**TASK REQUIREMENTS:**
Given the entries that follow, write out exactly the lines starting at the one containing "from a directory." and ending at the one containing "impl From<IndexEntry> for", both ends included, and only those.

(Items from a dataset)
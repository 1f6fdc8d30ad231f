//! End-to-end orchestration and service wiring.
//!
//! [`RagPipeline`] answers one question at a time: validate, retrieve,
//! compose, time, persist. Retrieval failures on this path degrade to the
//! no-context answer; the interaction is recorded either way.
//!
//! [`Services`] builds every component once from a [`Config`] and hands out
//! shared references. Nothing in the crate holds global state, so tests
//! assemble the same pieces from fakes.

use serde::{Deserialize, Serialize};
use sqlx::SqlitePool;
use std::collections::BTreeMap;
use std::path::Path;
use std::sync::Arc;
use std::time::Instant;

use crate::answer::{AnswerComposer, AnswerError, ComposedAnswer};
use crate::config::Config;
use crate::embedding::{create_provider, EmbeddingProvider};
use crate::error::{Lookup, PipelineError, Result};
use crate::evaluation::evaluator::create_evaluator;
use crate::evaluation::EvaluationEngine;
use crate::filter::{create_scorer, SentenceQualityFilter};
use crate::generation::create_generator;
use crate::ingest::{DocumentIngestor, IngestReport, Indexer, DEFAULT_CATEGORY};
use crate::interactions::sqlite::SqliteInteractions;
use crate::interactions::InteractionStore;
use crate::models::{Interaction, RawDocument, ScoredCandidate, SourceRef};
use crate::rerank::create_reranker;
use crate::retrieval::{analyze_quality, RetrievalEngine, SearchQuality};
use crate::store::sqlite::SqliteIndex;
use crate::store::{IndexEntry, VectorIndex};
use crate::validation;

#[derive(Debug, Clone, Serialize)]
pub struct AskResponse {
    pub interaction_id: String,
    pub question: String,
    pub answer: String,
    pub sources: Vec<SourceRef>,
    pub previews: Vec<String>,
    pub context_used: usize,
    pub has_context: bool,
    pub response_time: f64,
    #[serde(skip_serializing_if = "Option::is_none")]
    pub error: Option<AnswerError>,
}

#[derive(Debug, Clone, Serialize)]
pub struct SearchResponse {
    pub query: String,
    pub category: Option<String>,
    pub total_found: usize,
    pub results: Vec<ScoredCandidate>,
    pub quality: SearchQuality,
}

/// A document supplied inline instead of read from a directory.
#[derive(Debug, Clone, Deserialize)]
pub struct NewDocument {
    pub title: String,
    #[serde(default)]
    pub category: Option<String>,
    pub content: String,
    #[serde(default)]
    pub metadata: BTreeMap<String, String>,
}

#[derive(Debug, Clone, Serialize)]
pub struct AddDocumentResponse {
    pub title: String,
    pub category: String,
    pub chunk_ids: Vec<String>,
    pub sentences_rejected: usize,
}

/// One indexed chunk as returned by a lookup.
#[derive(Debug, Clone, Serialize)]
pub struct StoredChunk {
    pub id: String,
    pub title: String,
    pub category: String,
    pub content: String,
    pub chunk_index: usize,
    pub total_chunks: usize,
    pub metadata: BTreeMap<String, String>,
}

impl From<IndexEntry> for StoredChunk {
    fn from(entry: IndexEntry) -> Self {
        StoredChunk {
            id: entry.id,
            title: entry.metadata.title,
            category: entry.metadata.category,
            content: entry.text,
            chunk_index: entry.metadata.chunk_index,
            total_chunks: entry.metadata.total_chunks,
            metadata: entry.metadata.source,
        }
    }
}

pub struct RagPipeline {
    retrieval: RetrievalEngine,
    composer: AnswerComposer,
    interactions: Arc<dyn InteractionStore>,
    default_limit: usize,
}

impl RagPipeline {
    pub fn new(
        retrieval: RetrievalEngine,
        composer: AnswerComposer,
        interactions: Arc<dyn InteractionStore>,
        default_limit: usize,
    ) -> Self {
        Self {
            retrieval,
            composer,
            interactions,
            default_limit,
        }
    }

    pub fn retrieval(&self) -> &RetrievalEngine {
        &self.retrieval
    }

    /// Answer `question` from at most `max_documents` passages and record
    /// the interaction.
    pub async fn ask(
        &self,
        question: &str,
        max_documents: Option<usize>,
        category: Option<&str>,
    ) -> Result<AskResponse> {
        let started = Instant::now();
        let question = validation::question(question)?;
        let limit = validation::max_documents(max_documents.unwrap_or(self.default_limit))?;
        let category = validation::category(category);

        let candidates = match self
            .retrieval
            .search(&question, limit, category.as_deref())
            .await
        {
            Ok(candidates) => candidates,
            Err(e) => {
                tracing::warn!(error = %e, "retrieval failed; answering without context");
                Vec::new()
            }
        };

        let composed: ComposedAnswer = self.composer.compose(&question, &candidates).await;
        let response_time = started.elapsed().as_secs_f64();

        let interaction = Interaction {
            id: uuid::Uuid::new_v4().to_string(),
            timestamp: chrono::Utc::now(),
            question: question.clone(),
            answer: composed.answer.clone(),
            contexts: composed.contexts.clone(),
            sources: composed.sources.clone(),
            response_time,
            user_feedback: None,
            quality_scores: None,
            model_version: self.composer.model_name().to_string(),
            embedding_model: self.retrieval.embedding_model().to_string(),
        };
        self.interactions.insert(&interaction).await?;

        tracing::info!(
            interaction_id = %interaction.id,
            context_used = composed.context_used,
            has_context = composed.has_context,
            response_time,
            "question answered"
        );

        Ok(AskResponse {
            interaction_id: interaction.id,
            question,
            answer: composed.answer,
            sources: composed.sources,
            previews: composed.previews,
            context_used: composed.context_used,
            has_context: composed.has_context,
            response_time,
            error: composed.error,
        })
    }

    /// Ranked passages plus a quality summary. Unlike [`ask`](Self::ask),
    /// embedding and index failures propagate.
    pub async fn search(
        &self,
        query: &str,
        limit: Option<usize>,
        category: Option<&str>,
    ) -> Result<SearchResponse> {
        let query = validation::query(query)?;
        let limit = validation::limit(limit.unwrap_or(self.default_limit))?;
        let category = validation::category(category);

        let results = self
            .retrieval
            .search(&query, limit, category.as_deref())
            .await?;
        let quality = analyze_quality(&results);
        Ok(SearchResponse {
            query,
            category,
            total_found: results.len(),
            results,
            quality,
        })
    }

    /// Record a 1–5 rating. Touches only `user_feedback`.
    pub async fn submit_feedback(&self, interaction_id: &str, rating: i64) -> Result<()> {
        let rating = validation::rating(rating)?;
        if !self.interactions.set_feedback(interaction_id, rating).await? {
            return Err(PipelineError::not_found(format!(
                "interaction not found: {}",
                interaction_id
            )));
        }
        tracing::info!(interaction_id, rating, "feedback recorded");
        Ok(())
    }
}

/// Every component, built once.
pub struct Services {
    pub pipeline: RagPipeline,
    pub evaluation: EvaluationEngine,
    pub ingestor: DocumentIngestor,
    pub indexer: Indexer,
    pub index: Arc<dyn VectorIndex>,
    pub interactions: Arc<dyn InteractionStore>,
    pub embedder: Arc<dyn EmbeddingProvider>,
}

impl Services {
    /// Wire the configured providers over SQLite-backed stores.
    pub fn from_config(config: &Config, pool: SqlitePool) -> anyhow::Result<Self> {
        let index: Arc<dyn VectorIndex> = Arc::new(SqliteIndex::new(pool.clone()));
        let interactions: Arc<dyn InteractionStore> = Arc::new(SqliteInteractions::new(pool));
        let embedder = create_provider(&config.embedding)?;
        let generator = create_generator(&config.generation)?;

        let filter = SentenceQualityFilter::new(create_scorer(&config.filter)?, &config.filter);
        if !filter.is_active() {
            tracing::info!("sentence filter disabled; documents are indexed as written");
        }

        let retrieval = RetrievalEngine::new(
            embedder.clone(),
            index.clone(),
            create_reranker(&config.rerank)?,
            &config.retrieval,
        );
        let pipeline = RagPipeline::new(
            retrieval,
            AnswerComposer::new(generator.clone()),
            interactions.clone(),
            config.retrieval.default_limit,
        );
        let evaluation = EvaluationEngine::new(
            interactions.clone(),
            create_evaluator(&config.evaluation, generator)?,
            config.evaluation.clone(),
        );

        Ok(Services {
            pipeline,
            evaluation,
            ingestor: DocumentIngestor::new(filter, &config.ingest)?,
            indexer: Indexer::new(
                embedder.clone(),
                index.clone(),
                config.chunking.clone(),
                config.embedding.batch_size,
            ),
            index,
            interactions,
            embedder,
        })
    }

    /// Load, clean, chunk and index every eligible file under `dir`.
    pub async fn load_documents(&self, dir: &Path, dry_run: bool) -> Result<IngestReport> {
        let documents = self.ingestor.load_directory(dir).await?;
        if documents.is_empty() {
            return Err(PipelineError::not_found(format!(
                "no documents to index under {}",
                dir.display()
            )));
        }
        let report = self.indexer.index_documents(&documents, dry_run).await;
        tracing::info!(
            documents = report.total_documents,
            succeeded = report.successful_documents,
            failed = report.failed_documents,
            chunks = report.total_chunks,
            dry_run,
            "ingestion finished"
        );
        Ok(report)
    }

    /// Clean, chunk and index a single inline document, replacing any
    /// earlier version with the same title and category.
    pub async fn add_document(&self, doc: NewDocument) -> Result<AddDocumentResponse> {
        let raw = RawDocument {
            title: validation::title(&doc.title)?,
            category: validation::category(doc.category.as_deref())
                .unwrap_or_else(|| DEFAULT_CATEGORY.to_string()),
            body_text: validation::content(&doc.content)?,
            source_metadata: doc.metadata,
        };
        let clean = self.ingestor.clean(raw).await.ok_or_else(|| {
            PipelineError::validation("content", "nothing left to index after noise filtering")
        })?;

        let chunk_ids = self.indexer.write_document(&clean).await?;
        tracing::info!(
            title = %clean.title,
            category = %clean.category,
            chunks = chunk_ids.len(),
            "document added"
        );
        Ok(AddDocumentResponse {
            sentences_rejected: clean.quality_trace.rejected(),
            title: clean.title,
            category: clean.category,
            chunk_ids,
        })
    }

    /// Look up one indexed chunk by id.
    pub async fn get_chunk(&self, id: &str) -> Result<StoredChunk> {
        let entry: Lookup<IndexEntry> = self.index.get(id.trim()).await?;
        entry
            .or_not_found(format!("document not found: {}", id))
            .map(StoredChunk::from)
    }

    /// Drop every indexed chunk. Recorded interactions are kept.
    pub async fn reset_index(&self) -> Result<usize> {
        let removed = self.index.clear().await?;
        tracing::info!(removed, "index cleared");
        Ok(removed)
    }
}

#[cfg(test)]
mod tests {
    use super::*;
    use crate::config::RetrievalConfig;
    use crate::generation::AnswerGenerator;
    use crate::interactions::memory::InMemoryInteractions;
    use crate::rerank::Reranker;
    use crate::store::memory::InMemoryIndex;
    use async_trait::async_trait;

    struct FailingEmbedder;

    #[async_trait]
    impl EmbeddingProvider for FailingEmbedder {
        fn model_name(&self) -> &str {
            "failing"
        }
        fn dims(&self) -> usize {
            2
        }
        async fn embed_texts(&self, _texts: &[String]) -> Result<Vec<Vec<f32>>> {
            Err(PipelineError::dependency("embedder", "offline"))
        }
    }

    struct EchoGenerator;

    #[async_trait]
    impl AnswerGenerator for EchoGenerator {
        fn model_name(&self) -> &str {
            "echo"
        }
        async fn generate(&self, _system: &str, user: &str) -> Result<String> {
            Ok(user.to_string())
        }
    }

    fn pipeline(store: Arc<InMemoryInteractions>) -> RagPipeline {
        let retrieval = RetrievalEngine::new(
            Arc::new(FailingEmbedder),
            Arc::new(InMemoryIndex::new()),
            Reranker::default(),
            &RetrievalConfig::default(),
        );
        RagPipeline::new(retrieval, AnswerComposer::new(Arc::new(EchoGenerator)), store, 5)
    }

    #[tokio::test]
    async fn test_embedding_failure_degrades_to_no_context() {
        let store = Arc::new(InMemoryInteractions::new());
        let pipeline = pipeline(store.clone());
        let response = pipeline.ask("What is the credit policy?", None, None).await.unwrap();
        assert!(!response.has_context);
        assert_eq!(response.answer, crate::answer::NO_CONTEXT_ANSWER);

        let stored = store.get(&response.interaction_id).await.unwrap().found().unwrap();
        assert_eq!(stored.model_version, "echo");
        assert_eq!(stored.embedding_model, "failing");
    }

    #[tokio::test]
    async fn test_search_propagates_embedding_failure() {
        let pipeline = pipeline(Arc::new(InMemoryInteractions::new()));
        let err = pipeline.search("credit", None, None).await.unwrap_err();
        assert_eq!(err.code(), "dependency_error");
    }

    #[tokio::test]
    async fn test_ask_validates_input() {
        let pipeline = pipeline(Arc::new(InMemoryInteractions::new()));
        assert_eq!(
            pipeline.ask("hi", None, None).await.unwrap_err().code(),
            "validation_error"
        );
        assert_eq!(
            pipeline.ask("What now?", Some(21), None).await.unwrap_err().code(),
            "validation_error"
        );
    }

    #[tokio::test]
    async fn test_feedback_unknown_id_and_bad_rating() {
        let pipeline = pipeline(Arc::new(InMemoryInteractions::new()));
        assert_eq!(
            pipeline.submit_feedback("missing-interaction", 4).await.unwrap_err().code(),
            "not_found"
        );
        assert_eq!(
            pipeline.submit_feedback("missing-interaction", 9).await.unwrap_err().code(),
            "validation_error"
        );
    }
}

---

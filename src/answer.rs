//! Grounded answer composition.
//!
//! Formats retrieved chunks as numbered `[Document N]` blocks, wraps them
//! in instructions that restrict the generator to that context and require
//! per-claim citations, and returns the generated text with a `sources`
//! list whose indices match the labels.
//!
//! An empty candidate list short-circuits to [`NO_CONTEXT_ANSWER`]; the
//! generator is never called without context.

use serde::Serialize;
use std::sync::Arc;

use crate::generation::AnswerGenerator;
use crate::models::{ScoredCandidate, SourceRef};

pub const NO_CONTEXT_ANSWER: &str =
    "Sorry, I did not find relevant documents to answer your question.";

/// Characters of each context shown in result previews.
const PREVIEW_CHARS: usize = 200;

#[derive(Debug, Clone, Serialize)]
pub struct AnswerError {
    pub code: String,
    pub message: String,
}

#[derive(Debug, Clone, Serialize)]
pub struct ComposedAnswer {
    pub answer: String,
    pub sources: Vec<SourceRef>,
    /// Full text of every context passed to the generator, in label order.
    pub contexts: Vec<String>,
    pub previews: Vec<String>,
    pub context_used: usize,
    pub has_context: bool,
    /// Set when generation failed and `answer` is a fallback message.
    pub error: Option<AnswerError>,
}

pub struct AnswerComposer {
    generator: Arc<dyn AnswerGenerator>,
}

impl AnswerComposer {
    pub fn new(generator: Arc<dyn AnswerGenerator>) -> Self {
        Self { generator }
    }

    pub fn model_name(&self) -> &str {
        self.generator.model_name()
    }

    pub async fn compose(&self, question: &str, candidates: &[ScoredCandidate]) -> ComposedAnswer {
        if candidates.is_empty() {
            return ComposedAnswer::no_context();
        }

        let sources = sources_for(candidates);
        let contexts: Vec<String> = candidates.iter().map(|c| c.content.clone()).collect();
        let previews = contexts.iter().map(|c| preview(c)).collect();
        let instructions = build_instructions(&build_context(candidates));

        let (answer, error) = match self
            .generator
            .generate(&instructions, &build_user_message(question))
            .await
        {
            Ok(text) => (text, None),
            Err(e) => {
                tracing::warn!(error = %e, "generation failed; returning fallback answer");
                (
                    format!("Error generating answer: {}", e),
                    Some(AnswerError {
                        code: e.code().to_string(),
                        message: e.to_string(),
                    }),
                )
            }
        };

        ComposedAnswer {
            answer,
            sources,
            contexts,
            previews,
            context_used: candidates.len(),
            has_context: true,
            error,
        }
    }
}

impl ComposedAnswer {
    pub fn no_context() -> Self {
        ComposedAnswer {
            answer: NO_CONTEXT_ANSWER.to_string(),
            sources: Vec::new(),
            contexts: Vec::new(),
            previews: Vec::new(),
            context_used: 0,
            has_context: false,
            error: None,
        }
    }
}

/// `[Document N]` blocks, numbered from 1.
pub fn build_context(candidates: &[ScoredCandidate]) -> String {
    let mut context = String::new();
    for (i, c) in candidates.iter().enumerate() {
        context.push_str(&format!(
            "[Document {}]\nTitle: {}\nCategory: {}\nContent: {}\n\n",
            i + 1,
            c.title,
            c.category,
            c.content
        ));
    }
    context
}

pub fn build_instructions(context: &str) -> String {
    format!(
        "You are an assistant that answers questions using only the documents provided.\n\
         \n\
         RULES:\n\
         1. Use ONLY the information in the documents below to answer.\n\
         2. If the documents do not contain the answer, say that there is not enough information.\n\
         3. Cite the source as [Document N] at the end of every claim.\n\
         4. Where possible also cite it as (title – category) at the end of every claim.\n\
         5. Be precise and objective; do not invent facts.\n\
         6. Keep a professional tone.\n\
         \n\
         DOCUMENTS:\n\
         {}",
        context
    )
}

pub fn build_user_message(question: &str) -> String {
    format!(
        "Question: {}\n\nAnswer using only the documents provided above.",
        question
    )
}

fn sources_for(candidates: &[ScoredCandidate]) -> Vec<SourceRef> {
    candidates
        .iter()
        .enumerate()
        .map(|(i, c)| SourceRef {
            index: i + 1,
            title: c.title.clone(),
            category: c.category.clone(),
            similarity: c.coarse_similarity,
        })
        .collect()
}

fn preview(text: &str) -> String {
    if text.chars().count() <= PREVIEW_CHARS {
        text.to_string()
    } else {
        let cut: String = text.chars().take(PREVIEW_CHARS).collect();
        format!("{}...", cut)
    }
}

**SOLUTION:**
/// A document supplied inline instead of read from a directory.
#[derive(Debug, Clone, Deserialize)]
pub struct NewDocument {
    pub title: String,
    #[serde(default)]
    pub category: Option<String>,
    pub content: String,
    #[serde(default)]
    pub metadata: BTreeMap<String, String>,
}

#[derive(Debug, Clone, Serialize)]
pub struct AddDocumentResponse {
    pub title: String,
    pub category: String,
    pub chunk_ids: Vec<String>,
    pub sentences_rejected: usize,
}

/// One indexed chunk as returned by a lookup.
#[derive(Debug, Clone, Serialize)]
pub struct StoredChunk {
    pub id: String,
    pub title: String,
    pub category: String,
    pub content: String,
    pub chunk_index: usize,
    pub total_chunks: usize,
    pub metadata: BTreeMap<String, String>,
}

impl From<IndexEntry> for StoredChunk {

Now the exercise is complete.